I'm currently studying attachment theory as part of my degree, and it's completely fascinating. I'm intrigued by how some adults think babies will just magically fit into these routines and do what the parents want if they ignore them. My mum built a 40 year career fixing the issues caused by neglectful parents, and teachers and carers have to practically regress children back to babies to correct attachment issues. I could not have ignored DD if I'd wanted to (I didn't). And frankly, a content child is far more important to me than clean skirting boards or washing curtains.

Oh please. So if you don't practice attachment parenting, if you let your child cry for a few minutes, if you put them into a routine, if you don't respond to their every need right there and then that moment, then it is 'neglectful' and your child will have attachment issues. Well Christ, 2nd/3rd/4th babies must be totally fucked then.

Obviously I am only working on assumption, but I imagine that the issues that your mum spent 40 years fixing ran slightly deeper than 'my mum put me in a Gina Ford routine and did controlled crying when I was a baby' Hmm

amothersplaceisinthewrong · 09/04/2015 18:21

My kids are long grown up, but they were in their own rooms from the word go, were put to bed each evening and slept through for 12 hours from 12 weeks. They were in a Gina type routine (although she was not around at the time) as that worked for me. I was with them all day long as a SAHM and the evenings were MY time for rest, relaxation and sleep. They were very content children who flourished and were rarely ill

Attachment parenting is certainly not for me - and I fail to see how it works if you have more than one child....

DisappointedOne · 09/04/2015 18:25

Not what I said AldiQ7.

I think that those capable of ignoring the cries of a tiny baby only a few weeks or months old, or who have a desperate need to squeeze their child into a rigid routine from birth etc are more likely to do other things down the line that cause issues for the child. Eg refusing them food when they are hungry because it isn't "time"; scrubbing them in the bath every single night to get them clean despite painful eczema flare ups; sending them for a weekend at the grandparents at 4 months with strict instructions to feed only breast milk, but without sending a single drop of breastmilk; palming kids off on grandparents for 4 days and nights a week for several months so that adult social life can be maintained; smacking; threatening (all things I've witnessed amongst nieces and nephews that have come along after my daughter).

seaoflove · 09/04/2015 18:36

I know two major league APs. Everything they do is child dictated led. They would think nothing of being kept awake all night by a constantly breastfeeding preschooler - that kind of thing.
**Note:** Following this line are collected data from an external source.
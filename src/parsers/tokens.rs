//! Line tokenization and token-shape predicates shared by the parsing strategies.

use crate::config::Vocabulary;

/// How a line's columns are separated
#[derive(Debug, Clone, Copy, PartialEq, Eq)]
pub enum Delimiter {
    Tab,
    Whitespace,
}

/// A raw line split both ways: tab cells (blanks kept) and whitespace tokens
#[derive(Debug, Clone)]
pub struct LineInput<'a> {
    pub line_number: usize,
    pub raw: &'a str,
    pub delimiter: Delimiter,
    /// Columns in delimiter order; blank cells are kept for tab-delimited lines
    pub cells: Vec<&'a str>,
    /// Non-empty runs of non-whitespace
    pub tokens: Vec<&'a str>,
}

impl<'a> LineInput<'a> {
    pub fn new(line_number: usize, line: &'a str) -> Self {
        let raw = line.trim();
        let tokens: Vec<&str> = raw.split_whitespace().collect();
        let tab_cells: Vec<&str> = raw.split('\t').map(str::trim).collect();

        if tab_cells.len() > 1 {
            Self { line_number, raw, delimiter: Delimiter::Tab, cells: tab_cells, tokens }
        } else {
            Self { line_number, raw, delimiter: Delimiter::Whitespace, cells: tokens.clone(), tokens }
        }
    }

    /// Non-blank columns: cells for tab-delimited lines, tokens otherwise
    pub fn fields(&self) -> Vec<&'a str> {
        match self.delimiter {
            Delimiter::Tab => self.cells.iter().copied().filter(|c| !c.is_empty()).collect(),
            Delimiter::Whitespace => self.tokens.clone(),
        }
    }
}

/// `\d+(\.\d+)?`
pub fn is_decimal(token: &str) -> bool {
    let mut parts = token.splitn(2, '.');
    let whole = parts.next().unwrap_or_default();
    let digits = |s: &str| !s.is_empty() && s.bytes().all(|b| b.is_ascii_digit());

    match parts.next() {
        Some(fraction) => digits(whole) && digits(fraction),
        None => digits(whole),
    }
}

pub fn parse_decimal(token: &str) -> Option<f64> {
    if is_decimal(token) { token.parse().ok() } else { None }
}

/// Rewrite a bare `A`/`B`/`C`/`D` to its explicit `0` form; anything else is unchanged
pub fn normalize_grade(grade: &str) -> String {
    let grade = grade.trim();
    match grade {
        "A" | "B" | "C" | "D" => format!("{}0", grade),
        _ => grade.to_string(),
    }
}

pub fn is_grade_shaped(token: &str, vocab: &Vocabulary) -> bool {
    let normalized = normalize_grade(token);
    vocab.letter_grades.iter().any(|g| *g == normalized)
}

/// Text written entirely in a non-Latin script, longer than one character
pub fn is_pure_script(token: &str) -> bool {
    token.chars().count() > 1 && token.chars().all(|c| c.is_alphabetic() && !c.is_ascii())
}
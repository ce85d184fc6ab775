//! Record integrity checks run before any store mutation
//!
//! Validation fails closed: a single invalid record blocks the whole import. Every rule is a
//! row in [`RULES`]; each row names the field it checks and returns a message when the record
//! violates it.

use std::collections::BTreeSet;
use std::fmt;

use serde::Serialize;

use crate::config::Vocabulary;
use crate::models::CourseRecord;

/// One field-level problem on one line
#[derive(Debug, Clone, PartialEq, Serialize)]
pub struct ValidationError {
    pub line_number: usize,
    pub field: &'static str,
    pub message: String,
}

impl fmt::Display for ValidationError {
    fn fmt(&self, f: &mut fmt::Formatter<'_>) -> fmt::Result {
        write!(f, "Line {}: {} {}", self.line_number, self.field, self.message)
    }
}

#[derive(Debug, Clone, PartialEq, Serialize)]
pub struct ValidationReport {
    pub is_valid: bool,
    pub errors: Vec<ValidationError>,
}

impl ValidationReport {
    pub fn line_numbers(&self) -> Vec<usize> {
        let lines: BTreeSet<usize> = self.errors.iter().map(|e| e.line_number).collect();
        lines.into_iter().collect()
    }
}

impl fmt::Display for ValidationReport {
    fn fmt(&self, f: &mut fmt::Formatter<'_>) -> fmt::Result {
        write!(f, "{} validation error(s):", self.errors.len())?;
        for error in &self.errors {
            write!(f, "\n  {}", error)?;
        }
        Ok(())
    }
}

impl std::error::Error for ValidationReport {}

type Rule = fn(&CourseRecord) -> Option<String>;

fn required(value: &str) -> Option<String> {
    value.trim().is_empty().then(|| "is missing".to_string())
}

const RULES: &[(&str, Rule)] = &[
    ("year", |r| required(&r.year)),
    ("semester", |r| required(&r.semester)),
    ("course_code", |r| required(&r.course_code)),
    ("course_name", |r| required(&r.course_name)),
    ("category", |r| required(&r.category)),
    ("credits", |r| {
        (!(r.credits > 0.0)).then(|| format!("must be greater than 0 (found {})", r.credits))
    }),
    ("score", |r| match r.score {
        None => Some("is missing".to_string()),
        Some(score) if score < 0.0 => Some(format!("must not be negative (found {})", score)),
        Some(_) => None,
    }),
    ("letter_grade", |r| required(&r.letter_grade)),
];

/// Check every record against every rule
pub fn validate_records(records: &[CourseRecord], vocab: &Vocabulary) -> ValidationReport {
    let errors: Vec<ValidationError> = records
        .iter()
        .flat_map(|record| {
            RULES.iter().filter_map(move |&(field, rule)| {
                rule(record).map(|message| ValidationError {
                    line_number: record.line_number,
                    field,
                    message,
                })
            })
        })
        .collect();

    let categories: BTreeSet<&str> = records.iter().map(|r| r.category.as_str()).collect();
    let major_records = records.iter().filter(|r| vocab.is_major_category(&r.category)).count();
    tracing::debug!(
        records = records.len(),
        categories = ?categories,
        major_records,
        errors = errors.len(),
        "Validated transcript records"
    );

    ValidationReport { is_valid: errors.is_empty(), errors }
}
I think for some, AP (and similar parenting methods) can get so all-consuming it becomes an exercise in competitive martyrdom. "I suffer for the good of my child", basically. If anyone asks them for advice around sleep, the first thing they do is find an article/blog post that not only explains why this level of sleep deprivation is normal, but any moves to encourage self-settling etc. are actually harmful to the child.

Seriously. Every single time.

So, YANBU.

Hakluyt · 09/04/2015 18:54

That's not attachment parenting, seaoflove.